Bulgarian MEPs have high hopes for their country’s six-month presidency of the EU Council, including improving links with the Western Balkans.

Sofia has declared it will work to improve Europe’s competitiveness and seek consensus among member states on issues such as security and migration and strive to promote cohesion and solidarity in discussions about the EU’s next long-term budget and the EU’s farming policy. The country also aims to improve the prospects for European integration for the Western Balkan countries.

Bulgarian MEPs pointed out that the country should work to find common solutions to Europe’s challenges. Andrey Kovatchev (EPP) said: “During its first-ever presidency of the Council of the EU, Bulgaria will do its utmost to preserve European unity and foster cooperation in key areas of common interest.” He also stated the presidency should strive to improve links with the Western Balkans: “We hope our presidency will act as a political catalyst in the accession process of the Western Balkan countries to the EU.”

Svetoslav Malinov (EPP) noted that the Bulgarian presidency takes place six months earlier than initially planned. Following the Brexit referendum, the UK decided to relinquish its presidency, scheduled for the second half of 2017. “Brexit will no doubt throw a heavy shadow over the presidency,” Malinov said.
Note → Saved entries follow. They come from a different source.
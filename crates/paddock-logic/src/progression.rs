//! Experience, leveling, stat training, and resting.
//!
//! A horse levels up each time its experience reaches `level × 100`; the
//! threshold is consumed and the horse earns training points. Training
//! points are then spent one-for-one on stats.
//!
//! ```
//! use paddock_logic::horse::{Horse, OwnerId};
//! use paddock_logic::progression::{add_experience, ProgressionConfig};
//!
//! let config = ProgressionConfig::default();
//! let mut horse = Horse::new("Rookie", OwnerId::new());
//! add_experience(&mut horse, 300, &config);
//! assert_eq!(horse.level, 3);
//! assert_eq!(horse.experience, 0);
//! assert_eq!(horse.training_points, 10);
//! ```
//!
//! # Training asymmetry
//!
//! Points spent on a stat close to the cap are not refunded when the cap
//! absorbs part of the gain.

use log::{debug, info};
use rand::seq::SliceRandom;
use rand::Rng;
use serde::{Deserialize, Serialize};

use crate::error::ValidationError;
use crate::horse::Horse;
use crate::stats::{StatKind, STAT_MAX};

/// Tunable progression rates.
#[derive(Debug, Clone, PartialEq, Serialize, Deserialize)]
#[serde(default)]
pub struct ProgressionConfig {
    /// Experience needed per level; the threshold for level `n` is `n × this`.
    pub experience_per_level: u64,
    /// Training points granted on every level-up.
    pub training_points_per_level: u32,
    pub win_experience: u64,
    pub loss_experience: u64,
    /// Inclusive range of training points granted by a rest.
    pub rest_points_min: u32,
    pub rest_points_max: u32,
    /// Chance that a rest also grants one point in a random stat.
    pub rest_stat_chance: f64,
}

impl Default for ProgressionConfig {
    fn default() -> Self {
        Self {
            experience_per_level: 100,
            training_points_per_level: 5,
            win_experience: 50,
            loss_experience: 20,
            rest_points_min: 2,
            rest_points_max: 4,
            rest_stat_chance: 0.10,
        }
    }
}

/// Add experience, leveling up as many times as the total allows.
///
/// Returns the number of levels gained. There is no level cap.
pub fn add_experience(horse: &mut Horse, amount: u64, config: &ProgressionConfig) -> u32 {
    horse.experience = horse.experience.saturating_add(amount);

    let mut gained = 0;
    loop {
        let threshold = horse.level as u64 * config.experience_per_level;
        if threshold == 0 || horse.experience < threshold {
            break;
        }
        horse.experience -= threshold;
        horse.level += 1;
        horse.training_points = horse
            .training_points
            .saturating_add(config.training_points_per_level);
        gained += 1;
    }

    if gained > 0 {
        info!(
            "{} reached level {} (+{} levels, {} training points)",
            horse.name, horse.level, gained, horse.training_points
        );
    }
    gained
}

/// Spend `points` training points on `stat`.
///
/// Returns the new stat value. Fails without touching the horse when it
/// cannot afford the points. The full amount is deducted even if the stat
/// hits 100 first.
pub fn train_stat(horse: &mut Horse, stat: StatKind, points: u32) -> Result<u8, ValidationError> {
    if horse.training_points < points {
        return Err(ValidationError::InsufficientTrainingPoints {
            required: points,
            available: horse.training_points,
        });
    }

    horse.training_points -= points;
    let raised = (horse.stats.get(stat) as u32).saturating_add(points);
    Ok(horse.stats.set(stat, raised.min(STAT_MAX as u32) as i32))
}

/// Like [`train_stat`] but takes a stat name as supplied by a caller.
pub fn train_stat_named(horse: &mut Horse, stat: &str, points: u32) -> Result<u8, ValidationError> {
    let kind: StatKind = stat.parse()?;
    train_stat(horse, kind, points)
}

/// Update race counters and grant win or loss experience.
pub fn record_race_result(horse: &mut Horse, won: bool, earnings: u32, config: &ProgressionConfig) {
    horse.races_run += 1;
    if won {
        horse.races_won += 1;
    }
    horse.total_earnings += earnings as u64;

    let xp = if won {
        config.win_experience
    } else {
        config.loss_experience
    };
    add_experience(horse, xp, config);
}

/// What a rest produced.
#[derive(Debug, Clone, Copy, PartialEq, Eq, Serialize, Deserialize)]
pub struct RestOutcome {
    pub training_points_gained: u32,
    /// Stat that received a free point, if the bonus roll hit.
    pub bonus_stat: Option<StatKind>,
}

/// Rest a horse: grant a few training points and maybe a free stat point.
///
/// The free point is paid for with one of the points just granted, so the
/// training call cannot normally fail; if it does, the rest still counts.
pub fn rest<R: Rng + ?Sized>(
    horse: &mut Horse,
    rng: &mut R,
    config: &ProgressionConfig,
) -> RestOutcome {
    let (lo, hi) = (
        config.rest_points_min.min(config.rest_points_max),
        config.rest_points_max.max(config.rest_points_min),
    );
    let gained = rng.gen_range(lo..=hi);
    horse.training_points = horse.training_points.saturating_add(gained);

    let mut bonus_stat = None;
    if rng.gen_bool(config.rest_stat_chance.clamp(0.0, 1.0)) {
        if let Some(&stat) = StatKind::ALL.choose(rng) {
            match train_stat(horse, stat, 1) {
                Ok(_) => bonus_stat = Some(stat),
                Err(e) => debug!("{}: rest bonus on {} skipped: {}", horse.name, stat, e),
            }
        }
    }

    RestOutcome {
        training_points_gained: gained,
        bonus_stat,
    }
}

/// Suggested next training target: the weakest stat.
#[derive(Debug, Clone, Copy, PartialEq, Eq, Serialize, Deserialize)]
pub struct TrainingRecommendation {
    pub stat: StatKind,
    pub current_value: u8,
    /// Points that would take the stat to 100 (at least 1).
    pub points_needed: u32,
    pub training_points_available: u32,
    pub can_train: bool,
}

pub fn training_recommendation(horse: &Horse) -> TrainingRecommendation {
    let (stat, current_value) = horse.stats.lowest();
    TrainingRecommendation {
        stat,
        current_value,
        points_needed: (STAT_MAX as u32).saturating_sub(current_value as u32).max(1),
        training_points_available: horse.training_points,
        can_train: horse.training_points >= 1,
    }
}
While Bulgaria’s priorities have already been set in agreement with the other countries holding the presidency before and after the country(Estonia and Austria), he said he hoped that “we will succeed with one or two political initiatives that would not have made it to the European agenda, had our country not been presiding”.

“Only tangible results on key priorities for the European citizens can rebuild their trust in the project for a unified Europe,” said Sergei Stanishev (S&D). He calls for progress on commitments made by EU countries for equal opportunities, fair working conditions and social protection. Stanishev also pointed out that the EU’s next long-term budget, (coming in force from 2021, but negotiations on it are set to start) should not result in less money for policies narrowing the gap between living standards in the EU. Another challenge he mentioned was the reform of the EU’s asylum system: “Member States must reach an agreement so that the calls for solidarity could become reality.”

“Bulgaria’s presidency should show a responsible stance on the most important issues – migration, protection of external borders and the drastic inequality in incomes and standards of living between Eastern and Western Europe,” said Angel Dzhambazki (ECR). “I think we can integrate more countries, which would offer resistance to the policy of establishing a core and a periphery in the Union.”

“A consensus has been reached in Bulgaria on the priorities for the EU Council presidency,” said Filiz Hyusmenova(ALDE). She pointed out that her political party, the Movement for Rights and Freedoms, had been pushing for the inclusion of the Western Balkans in the agenda of the presidency, adding: “Europe of consensus, Europe of competitiveness and Europe of cohesion are themes that meet the expectations for joint handling of common challenges and reinforcing trust in the EU.”